[Collected data entries]
· · · · · · ·

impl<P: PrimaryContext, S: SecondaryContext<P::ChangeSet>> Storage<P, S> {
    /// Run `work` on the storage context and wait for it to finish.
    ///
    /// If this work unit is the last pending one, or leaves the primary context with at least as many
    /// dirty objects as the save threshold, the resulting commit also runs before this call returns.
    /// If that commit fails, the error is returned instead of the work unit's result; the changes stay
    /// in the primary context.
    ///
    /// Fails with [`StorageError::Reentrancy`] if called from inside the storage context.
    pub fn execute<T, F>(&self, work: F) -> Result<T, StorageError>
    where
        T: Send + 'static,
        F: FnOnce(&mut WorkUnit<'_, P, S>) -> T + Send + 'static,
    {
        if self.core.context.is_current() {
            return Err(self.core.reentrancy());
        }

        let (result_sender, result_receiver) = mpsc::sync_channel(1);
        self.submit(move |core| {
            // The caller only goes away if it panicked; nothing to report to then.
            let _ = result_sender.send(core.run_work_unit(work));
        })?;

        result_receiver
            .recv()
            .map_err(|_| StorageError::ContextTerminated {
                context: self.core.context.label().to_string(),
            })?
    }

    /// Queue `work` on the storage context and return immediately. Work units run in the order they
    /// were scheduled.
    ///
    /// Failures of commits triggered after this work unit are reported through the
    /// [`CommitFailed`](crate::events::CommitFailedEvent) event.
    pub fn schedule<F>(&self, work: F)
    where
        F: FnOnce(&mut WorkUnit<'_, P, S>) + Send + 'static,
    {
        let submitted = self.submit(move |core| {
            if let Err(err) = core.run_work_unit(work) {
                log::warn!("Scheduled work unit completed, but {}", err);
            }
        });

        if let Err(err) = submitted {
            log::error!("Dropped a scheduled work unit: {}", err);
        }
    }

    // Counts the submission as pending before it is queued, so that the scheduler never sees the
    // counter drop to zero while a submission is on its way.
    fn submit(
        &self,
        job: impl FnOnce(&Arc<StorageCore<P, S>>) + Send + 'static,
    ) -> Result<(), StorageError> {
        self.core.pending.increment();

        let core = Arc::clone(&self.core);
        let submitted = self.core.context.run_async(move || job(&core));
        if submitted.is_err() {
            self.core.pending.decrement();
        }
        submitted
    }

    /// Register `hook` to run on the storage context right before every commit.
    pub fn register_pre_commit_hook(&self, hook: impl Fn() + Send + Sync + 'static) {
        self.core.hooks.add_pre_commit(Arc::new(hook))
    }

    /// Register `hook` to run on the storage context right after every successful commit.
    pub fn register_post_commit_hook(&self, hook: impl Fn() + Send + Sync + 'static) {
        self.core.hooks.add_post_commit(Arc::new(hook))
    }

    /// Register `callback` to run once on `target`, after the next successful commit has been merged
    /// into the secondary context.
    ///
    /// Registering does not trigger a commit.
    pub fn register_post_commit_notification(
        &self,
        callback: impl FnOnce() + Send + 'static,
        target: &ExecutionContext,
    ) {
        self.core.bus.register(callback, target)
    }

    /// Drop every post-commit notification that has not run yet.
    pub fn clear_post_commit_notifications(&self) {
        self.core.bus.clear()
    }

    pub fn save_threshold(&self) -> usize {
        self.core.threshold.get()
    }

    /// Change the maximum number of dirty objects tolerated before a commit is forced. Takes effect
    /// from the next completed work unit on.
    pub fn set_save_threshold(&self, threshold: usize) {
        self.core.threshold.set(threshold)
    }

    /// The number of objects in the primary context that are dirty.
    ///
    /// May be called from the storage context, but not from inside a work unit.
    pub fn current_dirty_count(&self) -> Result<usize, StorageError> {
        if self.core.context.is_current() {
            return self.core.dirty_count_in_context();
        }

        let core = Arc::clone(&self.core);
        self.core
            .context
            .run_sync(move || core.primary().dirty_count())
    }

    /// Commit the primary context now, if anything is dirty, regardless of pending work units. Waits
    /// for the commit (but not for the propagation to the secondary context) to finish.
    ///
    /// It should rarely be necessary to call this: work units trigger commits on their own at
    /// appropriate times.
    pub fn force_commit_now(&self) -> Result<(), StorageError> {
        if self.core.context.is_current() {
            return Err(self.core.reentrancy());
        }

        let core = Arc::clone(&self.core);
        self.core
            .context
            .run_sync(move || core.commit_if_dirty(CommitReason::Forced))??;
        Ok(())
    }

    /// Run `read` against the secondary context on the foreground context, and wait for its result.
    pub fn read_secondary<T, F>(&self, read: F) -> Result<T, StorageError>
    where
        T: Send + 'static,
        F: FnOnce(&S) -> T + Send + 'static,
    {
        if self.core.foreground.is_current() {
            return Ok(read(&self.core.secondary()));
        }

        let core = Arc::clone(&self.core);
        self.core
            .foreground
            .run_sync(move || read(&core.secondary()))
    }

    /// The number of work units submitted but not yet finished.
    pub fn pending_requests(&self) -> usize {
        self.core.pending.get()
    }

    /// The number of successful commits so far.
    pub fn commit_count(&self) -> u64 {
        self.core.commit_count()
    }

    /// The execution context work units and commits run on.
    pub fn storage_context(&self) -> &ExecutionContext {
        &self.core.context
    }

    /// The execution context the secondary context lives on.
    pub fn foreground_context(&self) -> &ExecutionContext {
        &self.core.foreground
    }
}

· · · · · · ·

* [Directions]:
Copy the data exactly as it was presented.

* [Written response]:
impl<P: PrimaryContext, S: SecondaryContext<P::ChangeSet>> Storage<P, S> {
    /// Run `work` on the storage context and wait for it to finish.
    ///
    /// If this work unit is the last pending one, or leaves the primary context with at least as many
    /// dirty objects as the save threshold, the resulting commit also runs before this call returns.
    /// If that commit fails, the error is returned instead of the work unit's result; the changes stay
    /// in the primary context.
    ///
    /// Fails with [`StorageError::Reentrancy`] if called from inside the storage context.
    pub fn execute<T, F>(&self, work: F) -> Result<T, StorageError>
    where
        T: Send + 'static,
        F: FnOnce(&mut WorkUnit<'_, P, S>) -> T + Send + 'static,
    {
        if self.core.context.is_current() {
            return Err(self.core.reentrancy());
        }

        let (result_sender, result_receiver) = mpsc::sync_channel(1);
        self.submit(move |core| {
            // The caller only goes away if it panicked; nothing to report to then.
            let _ = result_sender.send(core.run_work_unit(work));
        })?;

        result_receiver
            .recv()
            .map_err(|_| StorageError::ContextTerminated {
                context: self.core.context.label().to_string(),
            })?
    }

    /// Queue `work` on the storage context and return immediately. Work units run in the order they
    /// were scheduled.
    ///
    /// Failures of commits triggered after this work unit are reported through the
    /// [`CommitFailed`](crate::events::CommitFailedEvent) event.
    pub fn schedule<F>(&self, work: F)
    where
        F: FnOnce(&mut WorkUnit<'_, P, S>) + Send + 'static,
    {
        let submitted = self.submit(move |core| {
            if let Err(err) = core.run_work_unit(work) {
                log::warn!("Scheduled work unit completed, but {}", err);
            }
        });

        if let Err(err) = submitted {
            log::error!("Dropped a scheduled work unit: {}", err);
        }
    }

    // Counts the submission as pending before it is queued, so that the scheduler never sees the
    // counter drop to zero while a submission is on its way.
    fn submit(
        &self,
        job: impl FnOnce(&Arc<StorageCore<P, S>>) + Send + 'static,
    ) -> Result<(), StorageError> {
        self.core.pending.increment();

        let core = Arc::clone(&self.core);
        let submitted = self.core.context.run_async(move || job(&core));
        if submitted.is_err() {
            self.core.pending.decrement();
        }
        submitted
    }

    /// Register `hook` to run on the storage context right before every commit.
    pub fn register_pre_commit_hook(&self, hook: impl Fn() + Send + Sync + 'static) {
        self.core.hooks.add_pre_commit(Arc::new(hook))
    }

    /// Register `hook` to run on the storage context right after every successful commit.
    pub fn register_post_commit_hook(&self, hook: impl Fn() + Send + Sync + 'static) {
        self.core.hooks.add_post_commit(Arc::new(hook))
    }

    /// Register `callback` to run once on `target`, after the next successful commit has been merged
    /// into the secondary context.
    ///
    /// Registering does not trigger a commit.
    pub fn register_post_commit_notification(
        &self,
        callback: impl FnOnce() + Send + 'static,
        target: &ExecutionContext,
    ) {
        self.core.bus.register(callback, target)
    }

    /// Drop every post-commit notification that has not run yet.
    pub fn clear_post_commit_notifications(&self) {
        self.core.bus.clear()
    }

    pub fn save_threshold(&self) -> usize {
        self.core.threshold.get()
    }

    /// Change the maximum number of dirty objects tolerated before a commit is forced. Takes effect
    /// from the next completed work unit on.
    pub fn set_save_threshold(&self, threshold: usize) {
        self.core.threshold.set(threshold)
    }

    /// The number of objects in the primary context that are dirty.
    ///
    /// May be called from the storage context, but not from inside a work unit.
    pub fn current_dirty_count(&self) -> Result<usize, StorageError> {
        if self.core.context.is_current() {
            return self.core.dirty_count_in_context();
        }

        let core = Arc::clone(&self.core);
        self.core
            .context
            .run_sync(move || core.primary().dirty_count())
    }

    /// Commit the primary context now, if anything is dirty, regardless of pending work units. Waits
    /// for the commit (but not for the propagation to the secondary context) to finish.
    ///
    /// It should rarely be necessary to call this: work units trigger commits on their own at
    /// appropriate times.
    pub fn force_commit_now(&self) -> Result<(), StorageError> {
        if self.core.context.is_current() {
            return Err(self.core.reentrancy());
        }

        let core = Arc::clone(&self.core);
        self.core
            .context
            .run_sync(move || core.commit_if_dirty(CommitReason::Forced))??;
        Ok(())
    }

    /// Run `read` against the secondary context on the foreground context, and wait for its result.
    pub fn read_secondary<T, F>(&self, read: F) -> Result<T, StorageError>
    where
        T: Send + 'static,
        F: FnOnce(&S) -> T + Send + 'static,
    {
        if self.core.foreground.is_current() {
            return Ok(read(&self.core.secondary()));
        }

        let core = Arc::clone(&self.core);
        self.core
            .foreground
            .run_sync(move || read(&core.secondary()))
    }

    /// The number of work units submitted but not yet finished.
    pub fn pending_requests(&self) -> usize {
        self.core.pending.get()
    }

    /// The number of successful commits so far.
    pub fn commit_count(&self) -> u64 {
        self.core.commit_count()
    }

    /// The execution context work units and commits run on.
    pub fn storage_context(&self) -> &ExecutionContext {
        &self.core.context
    }

    /// The execution context the secondary context lives on.
    pub fn foreground_context(&self) -> &ExecutionContext {
        &self.core.foreground
    }
}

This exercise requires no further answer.